Common toolkits like RDKit and Open Babel use conformation generation algorithms and force fields trained on large datasets of “normal” molecules. They have a built-in memory for the standard 109.5° bond angle of an sp³ carbon and the 120° of an sp² carbon. But the bonds in strained ring systems are like steel bars that have been bent out of shape; their angles and lengths deviate from the norm. Standard algorithms get confused by this. They either fail with an error or force standard rules onto the molecule, generating a physically impossible conformation.
A Better “Recipe”
The strainedSMILES2xyz workflow from the Svatunek Lab combines existing tools (RDKit, ORCA) in a smarter way. It’s like an experienced chef who knows when to use high heat and when to simmer.
Here’s how it works:
First, loosen RDKit’s constraints. This is the clever part. Instead of abandoning RDKit, it first uses it to generate an initial conformation but with relaxed geometric constraints. This is like telling RDKit, “Don’t be too strict, just give me a rough shape to start with. I know this molecule is a bit weird.”
Second, enumerate the possibilities. A SMILES string can have stereochemical ambiguities.
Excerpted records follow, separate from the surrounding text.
use anyhow::Result;
use log::debug;

use crate::{
    runtime::Runtime,
    variables::{DEVELOPMENT, LATEST_RELEASE},
};

use super::config::Config;

/// List released versions with their dates, followed by the aliases.
#[tracing::instrument(skip(config))]
pub fn list<R: Runtime>(config: &Config<R>) -> Result<()> {
    let (table, development) = config.catalog()?;
    debug!("Found {} release(s)", table.len());

    let mut out = String::new();
    for row in table.iter() {
        out.push_str(&format!("{} {}\n", row.version, row.date));
    }
    if let Some(latest) = table.latest() {
        out.push_str(&format!("{} -> {}\n", LATEST_RELEASE, latest.version));
    }
    out.push_str(&format!("{} -> {}\n", DEVELOPMENT, development));

    config.runtime.print(&out)
}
The workflow systematically generates all possible stereoisomers to ensure the correct conformation isn’t missed due to an initial misinterpretation.
Third, run a preliminary optimization with a force field. Once it has the rough 3D structures, it uses a computationally cheap force field (like MMFF94) to quickly screen and optimize them, weeding out the most unreasonable conformations.
Fourth, bring in the heavy machinery: quantum chemistry. This is the key to quality. The best conformation from the previous steps is handed over to the ORCA software package for final geometry optimization using a semi-empirical quantum method (GFN2-xTB). Force fields are based on empirical rules, but quantum chemistry methods calculate from the electronic structure, which gives much higher accuracy for these unusual electronic arrangements and bonding. It’s like using a precision instrument for the final finishing touches on a part to ensure its dimensions are perfect.
How well does it work?
The researchers validated the workflow on a test set of 32 strained and unstrained molecules. The results showed that strainedSMILES2xyz generated the correct geometry in almost all cases, outperforming RDKit, Open Babel, and ChemDoodle 3D. It even handled molecules that caused other tools to fail completely.
The speed is also acceptable, taking only about 20 seconds for the most complex molecules. This means it can be integrated into daily computational workflows, whether for handling a single difficult molecule or converting an entire compound library.
For researchers, having a reliable, automated tool to handle such a fundamental yet critical task saves a lot of time spent manually checking and fixing models. Its value is particularly clear when you’re designing molecules with new, non-classical scaffolds. The tool is released as an open-source Python package and Jupyter notebook, making it easy to use and adapt.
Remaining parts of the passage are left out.